Stored data entries
┄┄┄┄┄┄┄┄┄┄┄┄┄┄┄┄┄┄┄┄

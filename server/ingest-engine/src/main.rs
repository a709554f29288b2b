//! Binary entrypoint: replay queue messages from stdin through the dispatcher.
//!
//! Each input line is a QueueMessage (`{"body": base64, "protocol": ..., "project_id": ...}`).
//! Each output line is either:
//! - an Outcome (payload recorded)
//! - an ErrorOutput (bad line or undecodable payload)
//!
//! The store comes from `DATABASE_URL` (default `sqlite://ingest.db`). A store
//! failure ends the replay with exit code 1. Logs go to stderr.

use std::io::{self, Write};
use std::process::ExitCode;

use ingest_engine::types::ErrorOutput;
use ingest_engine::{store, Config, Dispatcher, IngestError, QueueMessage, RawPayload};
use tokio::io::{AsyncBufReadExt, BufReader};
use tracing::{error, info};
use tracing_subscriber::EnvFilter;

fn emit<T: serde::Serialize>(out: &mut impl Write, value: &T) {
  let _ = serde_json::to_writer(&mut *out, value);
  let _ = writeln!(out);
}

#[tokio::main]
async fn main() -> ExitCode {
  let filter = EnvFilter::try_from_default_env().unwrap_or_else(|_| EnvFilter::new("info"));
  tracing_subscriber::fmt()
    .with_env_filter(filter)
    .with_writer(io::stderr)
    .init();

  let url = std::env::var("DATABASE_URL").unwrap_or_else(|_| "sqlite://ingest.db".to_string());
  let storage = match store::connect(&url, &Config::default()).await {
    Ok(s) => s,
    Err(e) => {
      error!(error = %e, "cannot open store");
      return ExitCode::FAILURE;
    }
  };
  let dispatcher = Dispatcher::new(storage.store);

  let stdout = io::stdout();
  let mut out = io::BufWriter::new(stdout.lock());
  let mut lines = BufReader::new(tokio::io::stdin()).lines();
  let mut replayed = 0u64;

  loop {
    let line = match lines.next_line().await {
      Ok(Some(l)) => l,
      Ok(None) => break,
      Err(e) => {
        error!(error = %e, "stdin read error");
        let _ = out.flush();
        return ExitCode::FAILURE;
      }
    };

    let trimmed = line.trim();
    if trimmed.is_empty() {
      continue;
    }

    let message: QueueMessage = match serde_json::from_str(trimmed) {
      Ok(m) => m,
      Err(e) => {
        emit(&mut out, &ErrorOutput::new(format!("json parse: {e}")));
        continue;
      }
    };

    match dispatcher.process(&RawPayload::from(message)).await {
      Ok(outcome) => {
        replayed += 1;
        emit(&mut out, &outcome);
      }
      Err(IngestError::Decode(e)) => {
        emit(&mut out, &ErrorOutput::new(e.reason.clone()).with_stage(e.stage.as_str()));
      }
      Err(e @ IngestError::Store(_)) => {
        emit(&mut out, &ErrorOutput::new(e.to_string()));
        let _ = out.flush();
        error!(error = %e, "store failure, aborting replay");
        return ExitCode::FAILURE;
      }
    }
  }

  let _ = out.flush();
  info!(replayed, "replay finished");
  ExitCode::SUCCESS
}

┄┄┄┄┄┄┄┄┄┄┄┄┄┄┄┄┄┄┄┄

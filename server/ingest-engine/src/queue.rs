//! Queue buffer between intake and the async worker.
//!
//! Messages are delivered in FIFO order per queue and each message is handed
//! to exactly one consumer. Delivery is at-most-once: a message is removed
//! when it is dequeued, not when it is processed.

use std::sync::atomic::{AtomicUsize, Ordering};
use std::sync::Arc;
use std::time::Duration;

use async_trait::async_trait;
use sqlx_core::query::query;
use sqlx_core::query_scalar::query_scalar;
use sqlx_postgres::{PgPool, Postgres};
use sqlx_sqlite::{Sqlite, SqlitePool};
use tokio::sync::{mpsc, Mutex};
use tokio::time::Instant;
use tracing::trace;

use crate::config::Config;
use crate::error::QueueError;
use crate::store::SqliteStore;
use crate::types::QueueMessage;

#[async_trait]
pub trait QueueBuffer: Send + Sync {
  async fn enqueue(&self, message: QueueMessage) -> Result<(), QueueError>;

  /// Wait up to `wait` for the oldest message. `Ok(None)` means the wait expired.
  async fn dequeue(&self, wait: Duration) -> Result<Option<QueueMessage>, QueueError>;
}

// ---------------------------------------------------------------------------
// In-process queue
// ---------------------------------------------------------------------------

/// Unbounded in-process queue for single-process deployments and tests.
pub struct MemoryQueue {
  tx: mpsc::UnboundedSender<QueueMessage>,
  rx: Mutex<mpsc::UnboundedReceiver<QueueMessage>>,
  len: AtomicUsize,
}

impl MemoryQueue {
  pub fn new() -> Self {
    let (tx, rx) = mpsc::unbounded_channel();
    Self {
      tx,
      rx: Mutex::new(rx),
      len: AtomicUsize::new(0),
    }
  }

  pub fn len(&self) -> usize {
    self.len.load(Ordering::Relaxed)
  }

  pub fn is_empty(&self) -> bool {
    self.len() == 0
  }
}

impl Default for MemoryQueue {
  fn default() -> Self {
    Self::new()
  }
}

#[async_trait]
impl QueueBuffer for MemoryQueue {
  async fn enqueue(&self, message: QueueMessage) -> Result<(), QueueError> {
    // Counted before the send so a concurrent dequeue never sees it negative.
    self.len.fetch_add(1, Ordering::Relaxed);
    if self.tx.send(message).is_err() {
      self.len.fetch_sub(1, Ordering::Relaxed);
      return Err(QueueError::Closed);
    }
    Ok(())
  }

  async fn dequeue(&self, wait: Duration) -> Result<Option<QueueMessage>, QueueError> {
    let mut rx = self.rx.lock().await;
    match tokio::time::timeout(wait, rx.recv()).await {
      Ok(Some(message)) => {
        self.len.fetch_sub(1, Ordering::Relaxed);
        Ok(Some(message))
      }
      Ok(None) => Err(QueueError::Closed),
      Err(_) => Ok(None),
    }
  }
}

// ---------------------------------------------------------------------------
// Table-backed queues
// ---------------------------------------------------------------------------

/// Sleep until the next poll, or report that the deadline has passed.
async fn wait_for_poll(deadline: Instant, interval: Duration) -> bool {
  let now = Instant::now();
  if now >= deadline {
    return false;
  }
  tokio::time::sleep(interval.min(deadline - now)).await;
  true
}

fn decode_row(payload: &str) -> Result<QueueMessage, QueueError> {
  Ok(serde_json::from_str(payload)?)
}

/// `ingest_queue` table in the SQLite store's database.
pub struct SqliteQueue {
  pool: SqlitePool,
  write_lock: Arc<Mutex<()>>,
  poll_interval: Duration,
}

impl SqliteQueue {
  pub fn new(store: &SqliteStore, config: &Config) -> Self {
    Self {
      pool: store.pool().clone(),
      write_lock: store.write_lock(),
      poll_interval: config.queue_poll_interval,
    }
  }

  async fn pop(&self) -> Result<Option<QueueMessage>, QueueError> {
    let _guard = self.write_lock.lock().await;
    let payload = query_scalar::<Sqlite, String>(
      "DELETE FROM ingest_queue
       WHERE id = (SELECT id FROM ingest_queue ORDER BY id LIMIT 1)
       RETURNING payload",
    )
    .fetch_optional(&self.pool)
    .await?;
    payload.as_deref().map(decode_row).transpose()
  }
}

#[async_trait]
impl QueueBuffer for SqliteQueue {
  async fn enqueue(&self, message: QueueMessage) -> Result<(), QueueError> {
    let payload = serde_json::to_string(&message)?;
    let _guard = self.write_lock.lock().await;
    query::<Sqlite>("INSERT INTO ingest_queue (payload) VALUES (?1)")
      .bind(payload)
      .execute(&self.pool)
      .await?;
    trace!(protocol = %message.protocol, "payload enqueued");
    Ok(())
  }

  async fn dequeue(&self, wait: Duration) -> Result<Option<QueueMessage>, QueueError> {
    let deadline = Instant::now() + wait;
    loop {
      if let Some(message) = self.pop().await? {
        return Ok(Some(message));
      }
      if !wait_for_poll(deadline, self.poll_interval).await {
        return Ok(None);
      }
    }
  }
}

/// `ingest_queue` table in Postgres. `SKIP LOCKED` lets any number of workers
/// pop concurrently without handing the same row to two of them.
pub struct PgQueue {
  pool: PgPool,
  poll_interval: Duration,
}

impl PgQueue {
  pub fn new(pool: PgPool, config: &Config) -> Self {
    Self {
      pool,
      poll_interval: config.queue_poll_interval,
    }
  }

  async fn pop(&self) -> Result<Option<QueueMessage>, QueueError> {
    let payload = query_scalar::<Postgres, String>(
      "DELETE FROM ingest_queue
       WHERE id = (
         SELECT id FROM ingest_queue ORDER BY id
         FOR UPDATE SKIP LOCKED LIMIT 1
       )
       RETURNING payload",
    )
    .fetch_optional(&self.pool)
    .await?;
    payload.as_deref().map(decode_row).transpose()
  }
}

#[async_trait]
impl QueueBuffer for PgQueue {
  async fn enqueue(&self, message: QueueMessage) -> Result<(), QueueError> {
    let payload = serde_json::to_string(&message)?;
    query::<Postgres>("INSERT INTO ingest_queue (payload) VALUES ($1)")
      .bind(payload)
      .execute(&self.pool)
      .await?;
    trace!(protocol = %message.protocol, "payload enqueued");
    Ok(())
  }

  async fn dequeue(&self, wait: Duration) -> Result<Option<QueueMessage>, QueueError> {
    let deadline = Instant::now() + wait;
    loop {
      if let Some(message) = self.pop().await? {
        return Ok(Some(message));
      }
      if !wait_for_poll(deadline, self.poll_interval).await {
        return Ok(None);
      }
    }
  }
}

┄┄┄┄┄┄┄┄┄┄┄┄┄┄┄┄┄┄┄┄

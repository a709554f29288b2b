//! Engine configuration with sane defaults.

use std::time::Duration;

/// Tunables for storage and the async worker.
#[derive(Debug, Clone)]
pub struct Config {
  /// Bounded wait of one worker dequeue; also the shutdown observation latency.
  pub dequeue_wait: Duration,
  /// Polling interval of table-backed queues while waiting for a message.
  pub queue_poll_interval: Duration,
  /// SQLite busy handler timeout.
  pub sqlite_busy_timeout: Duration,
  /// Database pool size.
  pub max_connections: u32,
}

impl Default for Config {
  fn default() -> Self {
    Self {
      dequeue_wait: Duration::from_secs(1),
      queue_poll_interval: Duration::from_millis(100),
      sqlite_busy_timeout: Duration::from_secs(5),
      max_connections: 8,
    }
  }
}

┄┄┄┄┄┄┄┄┄┄┄┄┄┄┄┄┄┄┄┄

■ WHAT YOU SHOULD DO ■
Pull every line containing the word "Mutex" out of the entries above.

■ RESPONSE AREA ■
use tokio::sync::{mpsc, Mutex};
  rx: Mutex<mpsc::UnboundedReceiver<QueueMessage>>,
      rx: Mutex::new(rx),
  write_lock: Arc<Mutex<()>>,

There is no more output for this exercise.